VodaVozduh: Уважаемый автор, если хотите, чтобы на Ваш фанфик была написана рецензия, оставляйте заявку критикам.

Mijakodori: Эээ...Я так напугала вас своим требованием "знания Набокова"? Но это же просьба только к рецензентам, а не к просто читателям. очень бы хотелось получить хоть какие-нибудь отзывы. Неужели фик достоин только молчания? :)


Cran: А вы во многих темах высказываете свое мнение? Так ото ж. А насчет фика… Забавно. Мне еще не попадались рассказы, где б скрещивали Снейпа с Лонгботтомом. Так что, познавательно. Правильно сделали, что ввели мысли Невилла о его книге (или книгах). Хоть чуть-чуть, но видно, что персонажи живут.

Mijakodori: Стараюсь высказывать, если фик хоть чем-то "зацепил". Просто знаю, как мы, бедные авторы, нервничаем, выкладывая текст на "суд зрителей". :) Спасибо за ваши слова!

Cran: Видать, я совсем паршивый аффтар. Потому как не нервничаю. Мне бы наоборот… чего-то более критичного услышать. Потому как пытаюсь сломать свой стиль и научиться более плавному. Только вокруг… одни пофигисты и добряки. Хотя… в последнее время, тоже… ловлю себя на том, что пытаюсь выудить у авторов что-то положительное. Отрицательное стараюсь не писать. Только если попросят. А так…

Mijakodori: Cran Оо! Так это я просто вас еще не читала! :)) Может, почитаю и покритикую. А то я как пишу рецензию, так обязательно очень критичную. Карма такая, наверное. :) Но это, конечно, все на уровне шутки, потому что ваших текстов я еще не читала. Может, вы слишком критичны к себе и там все действительно безупречно.

Cran: Mijakodori Безупречных текстов, наверно, и нет. Тем более у меня. Свою хромающую грамматику и орфографию – я и так в лицо знаю. Здесь уже мало, что могу изменить. А вот понадобилось мне над стилем поработать… Он у меня слишком жесткий и рваный. А если пытаюсь писать мягче, то получается тяжело и занудно.
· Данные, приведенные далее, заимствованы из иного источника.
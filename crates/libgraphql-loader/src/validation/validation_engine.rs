use crate::ast;
use crate::schema::SchemaBuildError;
use crate::validation::ValidationError;

/// A GraphQL engine able to build a schema from an introspection result and
/// validate executable documents against it.
///
/// [`IntrospectionValidationEngine`](crate::validation::IntrospectionValidationEngine)
/// is the default; other engines can be plugged into
/// [`GraphQLLoader::with_engine`](crate::GraphQLLoader::with_engine).
pub trait ValidationEngine {
    type Schema;

    fn build_schema(
        &self,
        introspection_json: &str,
    ) -> Result<Self::Schema, SchemaBuildError>;

    /// Returns every problem found in `document`. An empty list means the
    /// document is valid.
    fn validate(
        &self,
        schema: &Self::Schema,
        document: &ast::Document,
    ) -> Vec<ValidationError>;
}
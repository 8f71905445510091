use thiserror::Error;

/// The validation rule a [`ValidationError`] was reported by.
#[derive(Clone, Copy, Debug, Eq, Hash, PartialEq)]
pub enum ValidationRule {
    FieldsOnCorrectType,
    FragmentsOnCompositeTypes,
    KnownArgumentNames,
    KnownFragmentNames,
    KnownOperationTypes,
    KnownTypeNames,
    LoneAnonymousOperation,
    NoFragmentCycles,
    NoUnusedFragments,
    ScalarLeafs,
    UniqueOperationNames,
}
impl std::fmt::Display for ValidationRule {
    fn fmt(&self, f: &mut std::fmt::Formatter<'_>) -> std::fmt::Result {
        std::fmt::Debug::fmt(self, f)
    }
}

#[derive(Clone, Debug, Error, PartialEq)]
#[error("{message}")]
pub struct ValidationError {
    pub rule: ValidationRule,
    pub message: String,
}
impl ValidationError {
    pub fn new(rule: ValidationRule, message: impl Into<String>) -> Self {
        Self {
            rule,
            message: message.into(),
        }
    }
}
use crate::LoadError;
use crate::LoaderOptions;
use crate::LoaderResult;
use crate::host::ImportHost;
use crate::import::ImportResolver;
use crate::node::AstNode;
use crate::node::raise_document;
use crate::output::LoaderOutput;
use crate::schema::locate_schema_file;
use crate::transform::dedupe_fragments;
use crate::transform::prune_unused_fragments;
use crate::transform::strip_locations;
use crate::validation::IntrospectionValidationEngine;
use crate::validation::ValidationEngine;
use crate::validation::ValidationError;
use crate::validation::validate_document;
use std::path::Path;

type Result<T> = std::result::Result<T, LoadError>;

/// Bundles one GraphQL document and everything it `#import`s.
///
/// ```no_run
/// # async fn bundle() -> Result<(), libgraphql_loader::LoadError> {
/// use libgraphql_loader::GraphQLLoader;
/// use libgraphql_loader::LoaderOptions;
/// use libgraphql_loader::host::FsImportHost;
/// use std::path::Path;
///
/// let loader = GraphQLLoader::new(FsImportHost::new(), LoaderOptions::default());
/// let result = loader
///     .load("#import \"./user.graphql\"\nquery Me { me { ...User } }", Path::new("src/me.graphql"))
///     .await?;
/// println!("{}", result.output.as_text().unwrap_or_default());
/// # Ok(())
/// # }
/// ```
#[derive(Debug)]
pub struct GraphQLLoader<H: ImportHost, E: ValidationEngine = IntrospectionValidationEngine> {
    engine: E,
    host: H,
    options: LoaderOptions,
}
impl<H: ImportHost> GraphQLLoader<H> {
    pub fn new(host: H, options: LoaderOptions) -> Self {
        Self::with_engine(host, IntrospectionValidationEngine, options)
    }
}
impl<H: ImportHost, E: ValidationEngine> GraphQLLoader<H, E> {
    pub fn with_engine(host: H, engine: E, options: LoaderOptions) -> Self {
        Self {
            engine,
            host,
            options,
        }
    }

    pub fn host(&self) -> &H {
        &self.host
    }

    pub fn options(&self) -> &LoaderOptions {
        &self.options
    }

    /// Runs the whole pipeline over `source`, the contents of the file at
    /// `resource_path`. Imports resolve relative to that file's directory,
    /// which is also where the schema search starts.
    pub async fn load(&self, source: &str, resource_path: &Path) -> Result<LoaderResult> {
        let schema_file = match (self.options.validate, &self.options.schema) {
            (false, _) => None,
            (true, Some(schema_file)) => Some(schema_file.as_str()),
            (true, None) => return Err(LoadError::ValidateWithoutSchema),
        };

        let mut document = ImportResolver::new(&self.host)
            .resolve_file(source, resource_path)
            .await?;

        let duplicates = dedupe_fragments(&mut document);
        strip_locations(&mut document);
        let pruned = if self.options.remove_unused_fragments {
            prune_unused_fragments(&mut document)
        } else {
            0
        };
        log::debug!(
            "Bundled {resource_path:?}: dropped {duplicates} duplicate and {pruned} \
            unused fragment(s).",
        );

        let diagnostics = match schema_file {
            Some(schema_file) => {
                let resource_dir = resource_path
                    .parent()
                    .filter(|dir| !dir.as_os_str().is_empty())
                    .unwrap_or(Path::new("."));
                self.validate(&document, resource_dir, schema_file).await?
            },
            None => vec![],
        };

        Ok(LoaderResult {
            output: LoaderOutput::render(document, self.options.output)?,
            diagnostics,
        })
    }

    async fn validate(
        &self,
        document: &AstNode,
        resource_dir: &Path,
        schema_file: &str,
    ) -> Result<Vec<ValidationError>> {
        let schema_path = locate_schema_file(resource_dir, schema_file)?;
        self.host.record_dependency(&schema_path);

        let bytes = self.host.read(&schema_path).await.map_err(|err| {
            LoadError::SchemaRead {
                path: schema_path.to_path_buf(),
                message: err.to_string(),
            }
        })?;
        let json = String::from_utf8(bytes).map_err(|err| LoadError::SchemaRead {
            path: schema_path.to_path_buf(),
            message: err.to_string(),
        })?;
        let schema = self.engine.build_schema(&json)?;

        Ok(validate_document(&self.engine, &schema, &raise_document(document)?))
    }
}
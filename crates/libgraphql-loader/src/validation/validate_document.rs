use crate::ast;
use crate::validation::ValidationEngine;
use crate::validation::ValidationError;

/// Runs `engine` over `document` and reports each error as its own warning.
/// The errors are returned as diagnostics; this never fails.
pub fn validate_document<E: ValidationEngine>(
    engine: &E,
    schema: &E::Schema,
    document: &ast::Document,
) -> Vec<ValidationError> {
    let errors = engine.validate(schema, document);
    for error in &errors {
        log::warn!("GraphQL validation error ({}): {}", error.rule, error.message);
    }
    log::debug!("Validation finished with {} error(s).", errors.len());
    errors
}
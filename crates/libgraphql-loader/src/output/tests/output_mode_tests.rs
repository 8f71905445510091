use crate::output::OutputMode;
use crate::output::UnknownOutputModeError;

#[test]
fn defaults_to_string() {
    assert_eq!(OutputMode::default(), OutputMode::String);
}

#[test]
fn parses_from_lowercase_names() {
    assert_eq!("string".parse::<OutputMode>(), Ok(OutputMode::String));
    assert_eq!("document".parse::<OutputMode>(), Ok(OutputMode::Document));
    assert_eq!(
        "Document".parse::<OutputMode>(),
        Err(UnknownOutputModeError("Document".to_string())),
    );
}

#[test]
fn deserializes_from_json_strings() {
    let mode: OutputMode = serde_json::from_str("\"document\"").unwrap();
    assert_eq!(mode, OutputMode::Document);
    assert!(serde_json::from_str::<OutputMode>("\"ast\"").is_err());
}

#[test]
fn displays_as_its_config_name() {
    assert_eq!(OutputMode::Document.to_string(), "document");
    assert_eq!(OutputMode::String.to_string(), "string");
}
Тут если таланта нет – то туго приходится. Здесь, в принципе, мне разрешили разместить только Бету. С кроссовером я уже по личной наглости. Уж больно хотелось понять, почему он у меня не получился. Я вам ссылку кину в приват. Эт мой второй кросс. В выходные он таки был закончен. Там же есть другие фики. Будет желание – почитайте. Хотя врядли вас что-то «зацепит». Я о чувствах не пишу. Мне ситуации смешные нравятся.